December 8, 2023

Out on a Limb... The Great Leetsville Shoetree is forever in bloom

May 25, 2005
Just north of Kalkaska on the west side of US 131 is a little display that catches the eye of many a road-dazed driver. A large maple tree displays perhaps the most unusual crop ever seen on a tree in Michigan -- or anywhere else, for that matter. But we’re not talking about leaves, pine cones, or apples, or even that most popular of Michigan tree harvests, cherries. Nope.
We’re talking about shoes.
The tree in question, dubbed “The Great Leetsville Shoe Tree,” is only one of many shoe trees -- odd, semi-organic, populist objets d’art -- that have sprung up across the United States.
There’s another one that’s just beginning to, er, bloom as spring arrives here in Northern Michigan -- if you’ve ever driven on M-119 between Petoskey and Harbor Springs, you’ve probably already noticed it, silhouetted against the sky near Hedrick Road, just past the square stone wall that stretches up the hill.
There are only maybe half a dozen shoes thrown up in the M-119 Shoe Tree’s branches, though -- it’s got a long way to go to catch up with the Leetsville Shoe Tree, which by now boasts an estimated over 150 pairs of shoes, everything from neon running shoes to rugged work boots, men’s dress shoes to sandals, ballet slippers to high heels. So what, exactly, is this shoe tree phenomenon all about?

Well, a little bit of research reveals that there are just as many theories on the origin of shoe trees as there are shoes on the trees themselves. Being as that many shoe trees are near well-traveled roads, the shoe tree could have started simply as a result of someone finding a pair of lost shoes alongside the road, and putting them up into the tree so that the shoes’ owner would have a better chance at finding them.
Another idea is that it’s simply a human urge to try and throw those shoes as far up into the tree as you can, getting your shoes higher up in the branches than the unknown person who threw before you.
A shoe tree in Nevada is said to have been started when a young couple got into an argument and the husband threw his new wife’s shoes up into the tree so she couldn’t walk away from their fight; that same still-married couple is said to have returned later to the site of their bridal spat and added their children’s shoes to the tree.
At the University of Wisconsin, their shoe tree is the work of each year’s seniors, who whip their shoes up into the branches of a 60-foot oak tree on campus, symbolic of them leaving their souls/soles behind at the school when they graduate.
There are stories of boys taking the shoes of their rivals and throwing them up into trees, tramps grumpily throwing up their old, worn-out boots, shoes thrown by road builders for fun, and shoes thrown by gangs to mark territories. But there are more exotic theories, too.
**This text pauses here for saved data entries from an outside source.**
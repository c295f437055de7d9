//! In-memory metrics for executor calls.

use crate::errors::ErrorKind;
use parking_lot::RwLock;
use serde::Serialize;
use std::collections::HashMap;
use std::sync::atomic::{AtomicU64, Ordering};
use std::time::Duration;

/// Metrics collector shared by every call made through one executor
#[derive(Debug, Default)]
pub struct MetricsCollector {
    /// Logical calls started, by endpoint
    request_counts: RwLock<HashMap<String, AtomicU64>>,
    /// Terminal failures by error kind
    failures: RwLock<HashMap<ErrorKind, AtomicU64>>,
    attempts: AtomicU64,
    retries: AtomicU64,
    successes: AtomicU64,
    throttled: AtomicU64,
    wait_us: AtomicU64,
    quota_exhausted: AtomicU64,
    active_requests: AtomicU64,
}

impl MetricsCollector {
    /// Create a new metrics collector
    pub fn new() -> Self {
        Self::default()
    }

    /// Record the start of a logical call.
    ///
    /// The call counts as in flight until the returned guard is dropped,
    /// whether it completed or its future was cancelled.
    #[must_use = "the call stops counting as in flight when the guard is dropped"]
    pub fn record_request_start(&self, endpoint: &str) -> InFlight<'_> {
        self.active_requests.fetch_add(1, Ordering::Relaxed);
        self.count_request(endpoint);
        InFlight { metrics: self }
    }

    fn count_request(&self, endpoint: &str) {

        if let Some(count) = self.request_counts.read().get(endpoint) {
            count.fetch_add(1, Ordering::Relaxed);
            return;
        }
        self.request_counts
            .write()
            .entry(endpoint.to_string())
            .or_insert_with(|| AtomicU64::new(0))
            .fetch_add(1, Ordering::Relaxed);
    }

    /// Record one dispatch attempt
    pub fn record_attempt(&self) {
        self.attempts.fetch_add(1, Ordering::Relaxed);
    }

    /// Record a retry and the delay slept before it
    pub fn record_retry(&self, delay: Duration) {
        self.retries.fetch_add(1, Ordering::Relaxed);
        self.add_wait(delay);
    }

    /// Record time spent waiting on the rate governor
    pub fn record_governor_wait(&self, waited: Duration) {
        if !waited.is_zero() {
            self.throttled.fetch_add(1, Ordering::Relaxed);
            self.add_wait(waited);
        }
    }

    /// Record a response whose quota headers report nothing remaining
    pub fn record_quota_exhausted(&self) {
        self.quota_exhausted.fetch_add(1, Ordering::Relaxed);
    }

    /// Record a successful call
    pub fn record_success(&self) {
        self.successes.fetch_add(1, Ordering::Relaxed);
    }

    /// Record a terminal failure
    pub fn record_failure(&self, kind: ErrorKind) {
        self.failures
            .write()
            .entry(kind)
            .or_insert_with(|| AtomicU64::new(0))
            .fetch_add(1, Ordering::Relaxed);
    }

    fn add_wait(&self, waited: Duration) {
        self.wait_us
            .fetch_add(waited.as_micros() as u64, Ordering::Relaxed);
    }

    /// Get total request count for an endpoint
    pub fn request_count(&self, endpoint: &str) -> u64 {
        self.request_counts
            .read()
            .get(endpoint)
            .map(|c| c.load(Ordering::Relaxed))
            .unwrap_or(0)
    }

    /// Get terminal failure count for an error kind
    pub fn failure_count(&self, kind: ErrorKind) -> u64 {
        self.failures
            .read()
            .get(&kind)
            .map(|c| c.load(Ordering::Relaxed))
            .unwrap_or(0)
    }

    /// Get all metrics as a snapshot
    pub fn snapshot(&self) -> MetricsSnapshot {
        let requests = self
            .request_counts
            .read()
            .iter()
            .map(|(endpoint, count)| (endpoint.clone(), count.load(Ordering::Relaxed)))
            .collect();
        let failures = self
            .failures
            .read()
            .iter()
            .map(|(kind, count)| (kind.as_str().to_string(), count.load(Ordering::Relaxed)))
            .collect();

        MetricsSnapshot {
            requests,
            failures,
            attempts: self.attempts.load(Ordering::Relaxed),
            retries: self.retries.load(Ordering::Relaxed),
            successes: self.successes.load(Ordering::Relaxed),
            throttled: self.throttled.load(Ordering::Relaxed),
            total_wait_ms: self.wait_us.load(Ordering::Relaxed) / 1_000,
            quota_exhausted: self.quota_exhausted.load(Ordering::Relaxed),
            active_requests: self.active_requests.load(Ordering::Relaxed),
        }
    }

    /// Reset all metrics
    pub fn reset(&self) {
        self.request_counts.write().clear();
        self.failures.write().clear();
        self.attempts.store(0, Ordering::Relaxed);
        self.retries.store(0, Ordering::Relaxed);
        self.successes.store(0, Ordering::Relaxed);
        self.throttled.store(0, Ordering::Relaxed);
        self.wait_us.store(0, Ordering::Relaxed);
        self.quota_exhausted.store(0, Ordering::Relaxed);
    }
}

/// Marks one logical call as in flight; see
/// [`MetricsCollector::record_request_start`].
///
/// `reset` leaves the in-flight gauge alone since live guards still own it.
#[derive(Debug)]
pub struct InFlight<'a> {
    metrics: &'a MetricsCollector,
}

impl Drop for InFlight<'_> {
    fn drop(&mut self) {
        self.metrics.active_requests.fetch_sub(1, Ordering::Relaxed);
    }
}

/// Point-in-time copy of the collector's counters
#[derive(Debug, Clone, Default, PartialEq, Eq, Serialize)]
pub struct MetricsSnapshot {
    /// Logical calls by endpoint
    pub requests: HashMap<String, u64>,
    /// Terminal failures by error kind label
    pub failures: HashMap<String, u64>,
    /// Dispatch attempts
    pub attempts: u64,
    /// Retries
    pub retries: u64,
    /// Successful calls
    pub successes: u64,
    /// Governor acquisitions that had to wait
    pub throttled: u64,
    /// Governor waits plus retry delays
    pub total_wait_ms: u64,
    /// Responses reporting an exhausted server-side quota
    pub quota_exhausted: u64,
    /// Calls in flight
    pub active_requests: u64,
}

impl MetricsSnapshot {
    /// Total terminal failures
    pub fn total_failures(&self) -> u64 {
        self.failures.values().sum()
    }
}

#[cfg(test)]
mod tests {
    use super::*;

    #[test]
    fn test_counts_and_snapshot() {
        let metrics = MetricsCollector::new();

        let first = metrics.record_request_start("GET /contacts");
        metrics.record_attempt();
        metrics.record_governor_wait(Duration::from_millis(250));
        metrics.record_retry(Duration::from_millis(750));
        metrics.record_attempt();
        metrics.record_quota_exhausted();
        metrics.record_success();
        drop(first);

        let second = metrics.record_request_start("GET /contacts");
        metrics.record_attempt();
        metrics.record_governor_wait(Duration::ZERO);
        metrics.record_failure(ErrorKind::NotFound);
        drop(second);

        assert_eq!(metrics.request_count("GET /contacts"), 2);
        assert_eq!(metrics.failure_count(ErrorKind::NotFound), 1);
        assert_eq!(metrics.failure_count(ErrorKind::Timeout), 0);

        let snapshot = metrics.snapshot();
        assert_eq!(snapshot.attempts, 3);
        assert_eq!(snapshot.retries, 1);
        assert_eq!(snapshot.successes, 1);
        assert_eq!(snapshot.throttled, 1);
        assert_eq!(snapshot.total_wait_ms, 1_000);
        assert_eq!(snapshot.quota_exhausted, 1);
        assert_eq!(snapshot.active_requests, 0);
        assert_eq!(snapshot.failures.get("not_found"), Some(&1));
        assert_eq!(snapshot.total_failures(), 1);
    }

    #[test]
    fn test_in_flight_guard_tracks_unfinished_calls() {
        let metrics = MetricsCollector::new();

        let finished = metrics.record_request_start("GET /a");
        let abandoned = metrics.record_request_start("GET /b");
        assert_eq!(metrics.snapshot().active_requests, 2);

        metrics.record_success();
        drop(finished);
        assert_eq!(metrics.snapshot().active_requests, 1);

        // neither success nor failure recorded, as when the call is cancelled
        drop(abandoned);
        assert_eq!(metrics.snapshot().active_requests, 0);
    }

    #[test]
    fn test_reset_keeps_live_calls() {
        let metrics = MetricsCollector::new();
        let in_flight = metrics.record_request_start("POST /lists");
        metrics.record_attempt();
        metrics.reset();

        let snapshot = metrics.snapshot();
        assert!(snapshot.requests.is_empty());
        assert_eq!(snapshot.attempts, 0);
        assert_eq!(snapshot.active_requests, 1);

        drop(in_flight);
        assert_eq!(metrics.snapshot().active_requests, 0);
    }
}
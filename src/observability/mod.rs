//! Observability: structured logging and in-memory metrics.

pub mod logging;
pub mod metrics;

pub use logging::{init_logging, redact_headers, LogFormat, LogLevel, LoggingConfig};
pub use metrics::{InFlight, MetricsCollector, MetricsSnapshot};
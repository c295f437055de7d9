//! Structured logging setup.

use crate::errors::ConfigurationError;
use http::HeaderMap;
use serde::{Deserialize, Serialize};
use tracing_subscriber::EnvFilter;

const REDACTED: &str = "[REDACTED]";

const SENSITIVE_KEYS: [&str; 9] = [
    "api_key",
    "api-key",
    "apikey",
    "authorization",
    "auth",
    "token",
    "secret",
    "password",
    "cookie",
];

/// Threshold for the executor's own events.
///
/// Retries, governor waits and terminal failures log at `debug` and `warn`;
/// `info` is quiet apart from the host application's events.
#[derive(Debug, Clone, Copy, PartialEq, Eq, Serialize, Deserialize)]
#[serde(rename_all = "lowercase")]
pub enum LogLevel {
    /// Every dispatch, wait and retry decision
    Debug,
    /// Host application events only
    Info,
    /// Terminal failures and exhausted server quotas
    Warn,
    /// Errors only
    Error,
}

impl LogLevel {
    fn as_directive(&self) -> &'static str {
        match self {
            LogLevel::Debug => "debug",
            LogLevel::Info => "info",
            LogLevel::Warn => "warn",
            LogLevel::Error => "error",
        }
    }
}

/// Output encoding of the installed subscriber
#[derive(Debug, Clone, Copy, PartialEq, Eq, Serialize, Deserialize)]
#[serde(rename_all = "lowercase")]
pub enum LogFormat {
    /// One JSON object per event, with span fields flattened in
    Json,
    /// Single-line human readable events
    Compact,
}

/// Subscriber settings for binaries and tests embedding the executor
#[derive(Debug, Clone, PartialEq, Eq)]
pub struct LoggingConfig {
    /// Level applied when `RUST_LOG` is not set
    pub level: LogLevel,
    /// Output encoding
    pub format: LogFormat,
    /// Print the module path of each event
    pub include_target: bool,
}

impl Default for LoggingConfig {
    fn default() -> Self {
        Self {
            level: LogLevel::Info,
            format: LogFormat::Compact,
            include_target: false,
        }
    }
}

impl LoggingConfig {
    /// Compact output at `info`
    pub fn new() -> Self {
        Self::default()
    }

    /// Set the fallback level
    pub fn with_level(mut self, level: LogLevel) -> Self {
        self.level = level;
        self
    }

    /// Set the output encoding
    pub fn with_format(mut self, format: LogFormat) -> Self {
        self.format = format;
        self
    }

    /// Print module paths
    pub fn with_target(mut self, include: bool) -> Self {
        self.include_target = include;
        self
    }

    fn env_filter(&self) -> EnvFilter {
        EnvFilter::try_from_default_env().unwrap_or_else(|_| EnvFilter::new(self.level.as_directive()))
    }
}

/// Install a global `tracing` subscriber.
///
/// `RUST_LOG` takes precedence over the configured level. Fails if a global
/// subscriber is already installed.
pub fn init_logging(config: &LoggingConfig) -> Result<(), ConfigurationError> {
    let builder = tracing_subscriber::fmt()
        .with_env_filter(config.env_filter())
        .with_target(config.include_target);

    let result = match config.format {
        LogFormat::Json => builder.json().flatten_event(true).try_init(),
        LogFormat::Compact => builder.compact().try_init(),
    };

    result.map_err(|e| ConfigurationError::invalid(format!("Failed to install logger: {}", e)))
}

/// Render headers for a debug log, masking credentials.
pub fn redact_headers(headers: &HeaderMap) -> Vec<(String, String)> {
    headers
        .iter()
        .map(|(name, value)| {
            let name = name.as_str().to_string();
            let lower = name.to_lowercase();
            let value = if value.is_sensitive() || SENSITIVE_KEYS.iter().any(|k| lower.contains(k)) {
                REDACTED.to_string()
            } else {
                value.to_str().unwrap_or("<binary>").to_string()
            };
            (name, value)
        })
        .collect()
}
//! End-to-end timing properties of the executor, on tokio's paused clock.

use futures::future::join_all;
use integrations_request_core::errors::ErrorKind;
use integrations_request_core::mocks::{MockResponse, MockTransport};
use integrations_request_core::resilience::{
    FixedIntervalGovernor, GovernorConfig, RateGovernor, SlidingWindowGovernor,
};
use integrations_request_core::{RawResponse, RequestDescriptor, RequestExecutor, RetryConfig};
use std::sync::Arc;
use std::time::Duration;
use test_case::test_case;
use tokio::time::Instant;

fn executor_with(
    mock: &Arc<MockTransport>,
    governor: Arc<dyn RateGovernor>,
    retry: RetryConfig,
) -> RequestExecutor {
    RequestExecutor::builder(mock.clone())
        .governor(governor)
        .retry(retry)
        .build()
}

#[test_case(1; "no throttling")]
#[test_case(2; "one throttle")]
#[test_case(4; "three throttles")]
#[tokio::test(start_paused = true)]
async fn test_retry_after_is_honored(attempts: u32) {
    let mock = Arc::new(MockTransport::new());
    for _ in 1..attempts {
        mock.push_response(MockResponse::rate_limited(3));
    }
    mock.push_response(RawResponse::new(200, r#"{"ok": true}"#));

    let executor = executor_with(
        &mock,
        GovernorConfig::Unlimited.build(),
        RetryConfig::new()
            .with_max_retries(5)
            .with_base_delay(Duration::from_millis(10)),
    );

    let start = Instant::now();
    let body: serde_json::Value = executor
        .execute(&RequestDescriptor::get("/lists"))
        .await
        .unwrap();

    assert_eq!(body["ok"], true);
    assert_eq!(mock.call_count(), attempts as usize);
    assert!(start.elapsed() >= Duration::from_secs(3 * u64::from(attempts - 1)));
}

#[tokio::test(start_paused = true)]
async fn test_authentication_failure_is_not_retried() {
    let mock = Arc::new(MockTransport::new());
    mock.always(MockResponse::error(401, "invalid api key"));

    let executor = executor_with(&mock, GovernorConfig::Unlimited.build(), RetryConfig::default());
    let err = executor
        .execute_raw(&RequestDescriptor::get("/me"))
        .await
        .unwrap_err();

    assert_eq!(err.kind(), ErrorKind::Authentication);
    assert_eq!(err.status_code(), Some(401));
    assert_eq!(err.attempts(), 1);
    assert_eq!(mock.call_count(), 1);
}

#[tokio::test(start_paused = true)]
async fn test_server_errors_exhaust_retries_with_backoff() {
    let mock = Arc::new(MockTransport::new());
    mock.always(MockResponse::error(500, "internal"));

    let executor = executor_with(
        &mock,
        GovernorConfig::Unlimited.build(),
        RetryConfig::new()
            .with_max_retries(3)
            .with_base_delay(Duration::from_millis(200)),
    );
    let err = executor
        .execute_raw(&RequestDescriptor::post("/contacts").body("{}"))
        .await
        .unwrap_err();

    assert_eq!(err.kind(), ErrorKind::ServerError);
    assert_eq!(err.attempts(), 4);
    assert_eq!(err.error().message(), "internal");

    let times = mock.dispatch_times();
    assert_eq!(times.len(), 4);
    let gaps: Vec<Duration> = times.windows(2).map(|w| w[1] - w[0]).collect();
    assert_eq!(
        gaps,
        vec![
            Duration::from_millis(200),
            Duration::from_millis(400),
            Duration::from_millis(800)
        ]
    );
}

#[tokio::test(start_paused = true)]
async fn test_constant_backoff_without_exponential() {
    let mock = Arc::new(MockTransport::new());
    mock.always(RawResponse::new(503, ""));

    let executor = executor_with(
        &mock,
        GovernorConfig::Unlimited.build(),
        RetryConfig::new()
            .with_max_retries(2)
            .with_base_delay(Duration::from_secs(1))
            .with_exponential_backoff(false),
    );
    executor
        .execute_raw(&RequestDescriptor::get("/"))
        .await
        .unwrap_err();

    let times = mock.dispatch_times();
    assert_eq!(times[1] - times[0], Duration::from_secs(1));
    assert_eq!(times[2] - times[1], Duration::from_secs(1));
}

#[tokio::test(start_paused = true)]
async fn test_fixed_interval_spaces_dispatches() {
    let mock = Arc::new(MockTransport::new());
    mock.always(RawResponse::new(200, "{}"));
    let executor = executor_with(
        &mock,
        Arc::new(FixedIntervalGovernor::new(Duration::from_millis(250))),
        RetryConfig::default(),
    );

    for _ in 0..4 {
        executor
            .execute_raw(&RequestDescriptor::get("/ping"))
            .await
            .unwrap();
    }

    for pair in mock.dispatch_times().windows(2) {
        assert!(pair[1] - pair[0] >= Duration::from_millis(250));
    }
}

#[tokio::test(start_paused = true)]
async fn test_sliding_window_third_call_waits_for_window() {
    let mock = Arc::new(MockTransport::new());
    mock.always(RawResponse::new(200, "{}"));
    let executor = executor_with(
        &mock,
        GovernorConfig::SlidingWindow {
            max_requests: 2,
            window: Duration::from_secs(1),
        }
        .build(),
        RetryConfig::default(),
    );

    for _ in 0..3 {
        executor
            .execute_raw(&RequestDescriptor::get("/ping"))
            .await
            .unwrap();
    }

    let times = mock.dispatch_times();
    assert!(times[2] - times[0] >= Duration::from_secs(1));
    assert!(times[1] - times[0] < Duration::from_secs(1));
}

#[tokio::test(start_paused = true)]
async fn test_concurrent_calls_share_the_quota() {
    let mock = Arc::new(MockTransport::new());
    mock.always(RawResponse::new(200, "{}"));
    let executor = executor_with(
        &mock,
        Arc::new(SlidingWindowGovernor::new(3, Duration::from_secs(1))),
        RetryConfig::default(),
    );

    let request = RequestDescriptor::get("/contacts");
    let calls = (0..9).map(|_| executor.execute_raw(&request));
    let results = join_all(calls).await;
    assert!(results.iter().all(|r| r.is_ok()));

    let mut times = mock.dispatch_times();
    times.sort();
    assert_eq!(times.len(), 9);
    for window in times.windows(4) {
        assert!(window[3] - window[0] >= Duration::from_secs(1));
    }
}

#[tokio::test(start_paused = true)]
async fn test_cancelled_execute_leaves_quota_untouched() {
    let mock = Arc::new(MockTransport::new());
    mock.always(RawResponse::new(200, "{}"));
    let governor = Arc::new(SlidingWindowGovernor::new(1, Duration::from_secs(10)));
    let executor = executor_with(&mock, governor.clone(), RetryConfig::default());

    executor
        .execute_raw(&RequestDescriptor::get("/first"))
        .await
        .unwrap();
    let recorded = governor.recorded_calls();

    let cancelled = tokio::time::timeout(
        Duration::from_secs(2),
        executor.execute_raw(&RequestDescriptor::get("/second")),
    )
    .await;

    assert!(cancelled.is_err());
    assert_eq!(governor.recorded_calls(), recorded);
    assert_eq!(mock.call_count(), 1);
}

#[tokio::test(start_paused = true)]
async fn test_network_errors_are_retried() {
    use integrations_request_core::errors::TransportError;

    let mock = Arc::new(MockTransport::new());
    mock.push_error(TransportError::Connect {
        message: "connection refused".to_string(),
    })
    .push_error(TransportError::Timeout {
        message: "timed out".to_string(),
    })
    .push_response(RawResponse::new(204, ""));

    let executor = executor_with(
        &mock,
        GovernorConfig::Unlimited.build(),
        RetryConfig::new().with_base_delay(Duration::from_millis(50)),
    );
    let value: serde_json::Value = executor
        .execute(&RequestDescriptor::delete("/contacts/3"))
        .await
        .unwrap();

    assert_eq!(value, serde_json::Value::Null);
    assert_eq!(mock.call_count(), 3);
    assert_eq!(executor.metrics().snapshot().retries, 2);
}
Among oilfield workers, there’s apparently an old custom in which they throw their work shoes up into a tree when they finish digging an oil well -- and when passers-by see those oil-stained work shoes all dangling from the branches, they toss their own shoes up to help celebrate.
In the movie “Wag The Dog,” a political spin doctor throws shoes into trees as part of a campaign for Sergeant William Schumann, whose nickname is “The Old Shoe.”
In the Mojave Desert, shoe trees can be found in several remote locations, and one resource explains that the desert shoe tree custom is actually somewhat reminiscent of the “rag trees” that originated in the Middle East. These are reportedly sacred trees in which people tie rags or bits of clothing for various reasons, which may include paying homage to the tree’s spirit, asking for the tree’s help, or for prayers or votive offerings.
But the odd thing about shoe trees possibly being “descendants” of the Middle East’s rag trees is that in the Arab world, shoe flinging is seen as a gesture of disrespect, as evidenced when U.S. forces pulled down a statue of Saddam Hussein during the 2003 invasion of Iraq and many of the Iraqi detractors of Hussein threw their shoes at the fallen statue. So there’s a little conflict of interest going on there between the rag trees and the shoe trees.

It’s probably easier to just go with the reasoning given for the shoe tree in Priest Lake, Idaho, which is simply explained away as “Bigfoot started it.”
Maybe the mystery, though, is supposed to be part of the fun -- if you really think about it, we throw strings of lights around trees to celebrate Christmas, hang colorful eggs on trees to celebrate Easter, put streamers in trees to celebrate birthdays or the 4th of July, and hang fabric ghosts in trees as part of Halloween celebrations. So who’s to say shoes in trees aren’t equally logical? Maybe that’s just the way some people like to celebrate the long walk that is life. Or maybe they just weren’t all that great at organizing their closets and took the phrase “shoe tree” a little too literally.